I do remember my first computer. I cried and wanted to take it back because I thought I would never figure it out. That was probably 25 years ago! I wanted to go back to my trusty typewriter. It didn’t ask me questions like, “Are you sure you want to delete this?” Gosh, no! Will the computer explode if I do? That thing really intimidated me, and I wasn’t an old lady then! I also remember when my parents bought their first TV – with a screen about one square foot in size and with knobs you fiddled with when the picture kept flipping or the horizontal would get all screwy. You could adjust brightness and of course every time you wanted to change the channel you had to get up and go do it manually. No wonder we didn’t have as much of a weight problem back then. I remember our phone was on a party line – had to wait for a neighbor to get off the phone before we could use it. All phones had cords and manual dials and there was only one phone per household. There was no such thing as 911, and when my mom got sick the doctor came to the house. We didn’t have to take her out. I remember learning to drive on a stick shift. I remember that when we printed something it was on a big drum-like machine with purple ink that you cranked with your hand. I remember the first memory machine at the lawyer’s offices where I worked back in the 70’s – a HUGE contraption that took up half the office! Only one girl knew how to use it and we were in awe of her. That would automatically print out certain legal documents and all she had to do was fill in the blanks, but there were codes to learn and all kinds of hoops to jump through to do it right. I don’t remember what it was called, but it was some early form of a computer and it was big and noisy.
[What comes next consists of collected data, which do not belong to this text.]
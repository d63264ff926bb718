//! SDP document parser.
//!
//! Walks the document line by line, keeps a current scope (the session
//! until the first m= line, the newest media section after that) and lets
//! the grammar table decide where each line's captures land. The finished
//! attribute tree is projected onto the typed schema through serde_json.
//!
//! Malformed input is never fatal here: unknown attributes are preserved
//! under the catch-all, other unmatched lines are dropped with a trace log.

mod line;
pub mod values;

use regex::Captures;
use tracing::trace;

use crate::error::Result;
use crate::grammar::{self, Rule, Target};
use crate::tree::{Fields, Scope, SessionTree};
use crate::types::SessionDescription;

/// Parses an SDP document into a typed session description.
///
/// Line separators may be `\n` or `\r\n`. Lines that do not look like
/// `<type>=value`, and non-attribute lines no grammar rule recognizes, are
/// skipped; unrecognized `a=` lines are preserved verbatim in `invalid`.
pub fn parse(sdp: &str) -> Result<SessionDescription> {
    let tree = parse_tree(sdp);
    let session = serde_json::from_value(tree.into_json())?;
    Ok(session)
}

pub(crate) fn parse_tree(sdp: &str) -> SessionTree {
    let mut tree = SessionTree::default();

    for raw in sdp.lines() {
        let raw = raw.trim_end_matches('\r');
        if raw.is_empty() {
            continue;
        }
        let (ty, content) = match line::split(raw) {
            Ok((_, parsed)) => parsed,
            Err(_) => {
                trace!(line = raw, "skipping line without a type=value shape");
                continue;
            }
        };

        // Each m= line opens a fresh media scope, even when its content
        // does not fully match the m rule.
        if ty == 'm' {
            tree.media.push(Scope::media());
        }
        let scope = tree.media.last_mut().unwrap_or(&mut tree.session);
        apply(scope, ty, content);
    }

    tree
}

/// First matching rule wins; later rules are never consulted.
fn apply(scope: &mut Scope, ty: char, content: &str) {
    for rule in grammar::rules_for(ty) {
        if let Some(caps) = rule.pattern.captures(content) {
            attach(scope, rule, &caps);
            return;
        }
    }
    trace!(%ty, line = content, "no grammar rule matched, line dropped");
}

fn attach(scope: &mut Scope, rule: &Rule, caps: &Captures<'_>) {
    match rule.target {
        Target::Field(key) if rule.names.is_empty() => {
            // Scalar slot: the first capture, or the whole match for a
            // captureless pattern. Stored even when empty.
            let value = caps
                .get(1)
                .or_else(|| caps.get(0))
                .map_or("", |m| m.as_str());
            scope.set_scalar(key, value);
        }
        Target::Field(key) => {
            scope.set_record(key, named_fields(rule, caps));
        }
        Target::List(key) => {
            scope.push_record(key, named_fields(rule, caps));
        }
        Target::Media => {
            // m= captures sit directly on the media scope
            for (i, name) in rule.names.iter().enumerate() {
                if let Some(m) = caps.get(i + 1) {
                    if !m.as_str().is_empty() {
                        scope.set_scalar(name, m.as_str());
                    }
                }
            }
        }
    }
}

/// Named captures become record fields; names whose capture is missing or
/// empty are omitted so the writer can key optional segments on presence.
fn named_fields(rule: &Rule, caps: &Captures<'_>) -> Fields {
    let mut fields = Fields::new();
    for (i, name) in rule.names.iter().enumerate() {
        if let Some(m) = caps.get(i + 1) {
            if !m.as_str().is_empty() {
                fields.insert(name, m.as_str());
            }
        }
    }
    fields
}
When I watch old black and white movies it really hits me how far we’ve come with telephones and television and airplanes and vehicles. I’m not so sure all of it is good, but in most ways it is. I will always remember my mother (now 90) saying that when they came out with bar codes for scanning prices it was the “work of the devil.” To me the scariest thing about the internet is that, unlike something in print, once you put your words and/or pictures “out there,” it’s there forever. You can never take it back. Anyone can go back and find it at any time. So I try to be careful with my comments on the internet. There is no eraser for texts or e-mails or any of the other forms of internet communication. Some people have learned that the hard way!!
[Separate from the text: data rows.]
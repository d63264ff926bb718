//! Line renderers for record-valued grammar rules.
//!
//! Each function assembles the text after `<type>=` from one record's
//! fields. Optional segments are keyed on field presence, mirroring what
//! the corresponding parse pattern can produce; absent mandatory fields
//! render as empty text so field positions stay stable.

use crate::tree::Fields;

pub(super) fn origin(f: &Fields) -> String {
    format!(
        "{} {} {} {} IP{} {}",
        f.get("username"),
        f.get("sessionId"),
        f.get("sessionVersion"),
        f.get("netType"),
        f.get("ipVer"),
        f.get("address")
    )
}

pub(super) fn timing(f: &Fields) -> String {
    format!("{} {}", f.get("start"), f.get("stop"))
}

pub(super) fn connection(f: &Fields) -> String {
    format!("IN IP{} {}", f.get("version"), f.get("ip"))
}

pub(super) fn bandwidth(f: &Fields) -> String {
    format!("{}:{}", f.get("type"), f.get("limit"))
}

/// m= body; all four positions are always rendered, an absent payload list
/// leaves the last position empty.
pub(super) fn media_line(f: &Fields) -> String {
    format!(
        "{} {} {} {}",
        f.get("type"),
        f.get("port"),
        f.get("protocol"),
        f.get("payloads")
    )
}

/// a=rtpmap; an encoding keeps the rate slot rendered even when the rate
/// itself is absent.
pub(super) fn rtpmap(f: &Fields) -> String {
    if f.has("encoding") {
        format!(
            "rtpmap:{} {}/{}/{}",
            f.get("payload"),
            f.get("codec"),
            f.get("rate"),
            f.get("encoding")
        )
    } else if f.has("rate") {
        format!(
            "rtpmap:{} {}/{}",
            f.get("payload"),
            f.get("codec"),
            f.get("rate")
        )
    } else {
        format!("rtpmap:{} {}", f.get("payload"), f.get("codec"))
    }
}

pub(super) fn fmtp(f: &Fields) -> String {
    format!("fmtp:{} {}", f.get("payload"), f.get("config"))
}

pub(super) fn rtcp(f: &Fields) -> String {
    if f.has("address") {
        format!(
            "rtcp:{} {} IP{} {}",
            f.get("port"),
            f.get("netType"),
            f.get("ipVer"),
            f.get("address")
        )
    } else {
        format!("rtcp:{}", f.get("port"))
    }
}

pub(super) fn rtcp_fb_trr_int(f: &Fields) -> String {
    format!("rtcp-fb:{} trr-int {}", f.get("payload"), f.get("value"))
}

pub(super) fn rtcp_fb(f: &Fields) -> String {
    if f.has("subtype") {
        format!(
            "rtcp-fb:{} {} {}",
            f.get("payload"),
            f.get("type"),
            f.get("subtype")
        )
    } else {
        format!("rtcp-fb:{} {}", f.get("payload"), f.get("type"))
    }
}

/// a=extmap; the direction suffix and the encrypt URI segment are
/// independent of each other.
pub(super) fn extmap(f: &Fields) -> String {
    let mut line = format!("extmap:{}", f.get("value"));
    if f.has("direction") {
        line.push('/');
        line.push_str(f.get("direction"));
    }
    if f.has("encrypt-uri") {
        line.push(' ');
        line.push_str(f.get("encrypt-uri"));
    }
    line.push(' ');
    line.push_str(f.get("uri"));
    if f.has("config") {
        line.push(' ');
        line.push_str(f.get("config"));
    }
    line
}

pub(super) fn crypto(f: &Fields) -> String {
    if f.has("sessionConfig") {
        format!(
            "crypto:{} {} {} {}",
            f.get("id"),
            f.get("suite"),
            f.get("config"),
            f.get("sessionConfig")
        )
    } else {
        format!(
            "crypto:{} {} {}",
            f.get("id"),
            f.get("suite"),
            f.get("config")
        )
    }
}

pub(super) fn fingerprint(f: &Fields) -> String {
    format!("fingerprint:{} {}", f.get("type"), f.get("hash"))
}

/// a=candidate; raddr implies the rport segment, the remaining extensions
/// render independently in their wire order.
pub(super) fn candidate(f: &Fields) -> String {
    let mut line = format!(
        "candidate:{} {} {} {} {} {} typ {}",
        f.get("foundation"),
        f.get("component"),
        f.get("transport"),
        f.get("priority"),
        f.get("ip"),
        f.get("port"),
        f.get("type")
    );
    if f.has("raddr") {
        line.push_str(&format!(" raddr {} rport {}", f.get("raddr"), f.get("rport")));
    }
    if f.has("tcptype") {
        line.push_str(&format!(" tcptype {}", f.get("tcptype")));
    }
    if f.has("generation") {
        line.push_str(&format!(" generation {}", f.get("generation")));
    }
    if f.has("network-id") {
        line.push_str(&format!(" network-id {}", f.get("network-id")));
    }
    if f.has("network-cost") {
        line.push_str(&format!(" network-cost {}", f.get("network-cost")));
    }
    line
}

/// a=ssrc; the space separator still renders when only the value side of
/// the attribute pair is present.
pub(super) fn ssrc(f: &Fields) -> String {
    let mut line = format!("ssrc:{}", f.get("id"));
    if f.has("attribute") {
        line.push(' ');
        line.push_str(f.get("attribute"));
    }
    if f.has("value") {
        if !f.has("attribute") {
            line.push(' ');
        }
        line.push(':');
        line.push_str(f.get("value"));
    }
    line
}

pub(super) fn ssrc_group(f: &Fields) -> String {
    format!("ssrc-group:{} {}", f.get("semantics"), f.get("ssrcs"))
}

/// The space after the colon is part of the established wire form.
pub(super) fn msid_semantic(f: &Fields) -> String {
    format!("msid-semantic: {} {}", f.get("semantic"), f.get("token"))
}

pub(super) fn group(f: &Fields) -> String {
    format!("group:{} {}", f.get("type"), f.get("mids"))
}

pub(super) fn sctpmap(f: &Fields) -> String {
    if f.has("maxMessageSize") {
        format!(
            "sctpmap:{} {} {}",
            f.get("sctpmapNumber"),
            f.get("app"),
            f.get("maxMessageSize")
        )
    } else {
        format!("sctpmap:{} {}", f.get("sctpmapNumber"), f.get("app"))
    }
}

pub(super) fn rid(f: &Fields) -> String {
    if f.has("params") {
        format!(
            "rid:{} {} {}",
            f.get("id"),
            f.get("direction"),
            f.get("params")
        )
    } else {
        format!("rid:{} {}", f.get("id"), f.get("direction"))
    }
}

pub(super) fn imageattr(f: &Fields) -> String {
    let mut line = format!(
        "imageattr:{} {} {}",
        f.get("pt"),
        f.get("dir1"),
        f.get("attrs1")
    );
    if f.has("dir2") {
        line.push_str(&format!(" {} {}", f.get("dir2"), f.get("attrs2")));
    }
    line
}

pub(super) fn simulcast(f: &Fields) -> String {
    let mut line = format!("simulcast:{} {}", f.get("dir1"), f.get("list1"));
    if f.has("dir2") {
        line.push_str(&format!(" {} {}", f.get("dir2"), f.get("list2")));
    }
    line
}

/// Draft-03 simulcast keeps its space after the colon.
pub(super) fn simulcast_03(f: &Fields) -> String {
    format!("simulcast: {}", f.get("value"))
}

pub(super) fn source_filter(f: &Fields) -> String {
    format!(
        "source-filter: {} {} {} {} {}",
        f.get("filterMode"),
        f.get("netType"),
        f.get("addressTypes"),
        f.get("destAddress"),
        f.get("srcList")
    )
}

pub(super) fn ts_ref_clock(f: &Fields) -> String {
    let mut line = format!("ts-refclk:{}", f.get("clksrc"));
    if f.has("clksrcExt") {
        line.push('=');
        line.push_str(f.get("clksrcExt"));
    }
    line
}

pub(super) fn media_clk(f: &Fields) -> String {
    let mut line = String::from("mediaclk:");
    if f.has("id") {
        line.push_str("id=");
        line.push_str(f.get("id"));
        line.push(' ');
    }
    line.push_str(f.get("mediaClockName"));
    if f.has("mediaClockValue") {
        line.push('=');
        line.push_str(f.get("mediaClockValue"));
    }
    if f.has("rateNumerator") {
        line.push_str(" rate=");
        line.push_str(f.get("rateNumerator"));
    }
    if f.has("rateDenominator") {
        line.push('/');
        line.push_str(f.get("rateDenominator"));
    }
    line
}

pub(super) fn bfcp_floor_id(f: &Fields) -> String {
    format!("floorid:{} mstrm:{}", f.get("id"), f.get("mStream"))
}

/// Catch-all attributes re-emit exactly the text they preserved.
pub(super) fn invalid(f: &Fields) -> String {
    f.get("value").to_string()
}

#[cfg(test)]
mod tests {
    use super::*;

    fn fields(pairs: &[(&str, &str)]) -> Fields {
        let mut f = Fields::new();
        for (name, value) in pairs {
            f.insert(name, value);
        }
        f
    }

    #[test]
    fn test_rtpmap_shapes() {
        let full = fields(&[
            ("payload", "111"),
            ("codec", "opus"),
            ("rate", "48000"),
            ("encoding", "2"),
        ]);
        assert_eq!(rtpmap(&full), "rtpmap:111 opus/48000/2");

        let no_encoding = fields(&[("payload", "0"), ("codec", "PCMU"), ("rate", "8000")]);
        assert_eq!(rtpmap(&no_encoding), "rtpmap:0 PCMU/8000");

        let bare = fields(&[("payload", "98"), ("codec", "telephone-event")]);
        assert_eq!(rtpmap(&bare), "rtpmap:98 telephone-event");

        // an absent rate still renders its slot ahead of the encoding
        let dangling = fields(&[("payload", "98"), ("codec", "x"), ("encoding", "2")]);
        assert_eq!(rtpmap(&dangling), "rtpmap:98 x//2");
    }

    #[test]
    fn test_candidate_optional_segments() {
        let host = fields(&[
            ("foundation", "0"),
            ("component", "1"),
            ("transport", "UDP"),
            ("priority", "2113667327"),
            ("ip", "203.0.113.1"),
            ("port", "54400"),
            ("type", "host"),
            ("generation", "0"),
        ]);
        assert_eq!(
            candidate(&host),
            "candidate:0 1 UDP 2113667327 203.0.113.1 54400 typ host generation 0"
        );

        let srflx = fields(&[
            ("foundation", "1"),
            ("component", "1"),
            ("transport", "tcp"),
            ("priority", "1518280447"),
            ("ip", "198.51.100.7"),
            ("port", "9"),
            ("type", "srflx"),
            ("raddr", "10.0.1.1"),
            ("rport", "8998"),
            ("tcptype", "active"),
            ("generation", "0"),
            ("network-id", "3"),
            ("network-cost", "10"),
        ]);
        assert_eq!(
            candidate(&srflx),
            "candidate:1 1 tcp 1518280447 198.51.100.7 9 typ srflx raddr 10.0.1.1 rport 8998 \
             tcptype active generation 0 network-id 3 network-cost 10"
        );
    }

    #[test]
    fn test_extmap_segments_are_independent() {
        let plain = fields(&[("value", "1"), ("uri", "URI-toffset")]);
        assert_eq!(extmap(&plain), "extmap:1 URI-toffset");

        let directed = fields(&[("value", "2"), ("direction", "recvonly"), ("uri", "URI-gps")]);
        assert_eq!(extmap(&directed), "extmap:2/recvonly URI-gps");

        let encrypted = fields(&[
            ("value", "3"),
            ("encrypt-uri", "urn:ietf:params:rtp-hdrext:encrypt"),
            ("uri", "URI-frametype"),
            ("config", "short"),
        ]);
        assert_eq!(
            extmap(&encrypted),
            "extmap:3 urn:ietf:params:rtp-hdrext:encrypt URI-frametype short"
        );
    }

    #[test]
    fn test_rtcp_with_and_without_address() {
        let full = fields(&[
            ("port", "65179"),
            ("netType", "IN"),
            ("ipVer", "4"),
            ("address", "10.23.34.567"),
        ]);
        assert_eq!(rtcp(&full), "rtcp:65179 IN IP4 10.23.34.567");
        assert_eq!(rtcp(&fields(&[("port", "65179")])), "rtcp:65179");
    }

    #[test]
    fn test_ssrc_attribute_and_value() {
        let flag = fields(&[("id", "2566107569"), ("attribute", "cname")]);
        assert_eq!(ssrc(&flag), "ssrc:2566107569 cname");

        let valued = fields(&[
            ("id", "2566107569"),
            ("attribute", "cname"),
            ("value", "t9YU8M1UxTF8Y1A1"),
        ]);
        assert_eq!(ssrc(&valued), "ssrc:2566107569 cname:t9YU8M1UxTF8Y1A1");

        let value_only = fields(&[("id", "2566107569"), ("value", "tail")]);
        assert_eq!(ssrc(&value_only), "ssrc:2566107569 :tail");
    }

    #[test]
    fn test_mediaclk_forms() {
        let direct = fields(&[("mediaClockName", "direct"), ("mediaClockValue", "963214424")]);
        assert_eq!(media_clk(&direct), "mediaclk:direct=963214424");

        let with_id = fields(&[
            ("id", "ptp-clock"),
            ("mediaClockName", "sender"),
            ("rateNumerator", "90000"),
            ("rateDenominator", "1"),
        ]);
        assert_eq!(media_clk(&with_id), "mediaclk:id=ptp-clock sender rate=90000/1");
    }

    #[test]
    fn test_msid_semantic_keeps_colon_space() {
        let f = fields(&[("semantic", "WMS"), ("token", "ma")]);
        assert_eq!(msid_semantic(&f), "msid-semantic: WMS ma");
    }
}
This movement into a new century of communication has come fast and furious and changes every day. That’s not easy for people my age and older. I am still trying to figure out how it all works. How on earth can my text message that I send out amid millions and millions of other text messages get to the recipient, who might be 5000 miles away, in just a couple of seconds? How does that one little message travel through space and land on someone else’s phone that fast? In fact, how can ANYTHING just go into the air and land somewhere? And how did all that information, millions and millions of pages of info. on absolutely anything you want to know about, get into the sites where they are? Who did that, and when? You just go on the internet and type in anything – ANYTHING – and it will bring you zillions of answers. How can all the pages of practically every book ever printed now be found on the internet? Who scanned all that – and when?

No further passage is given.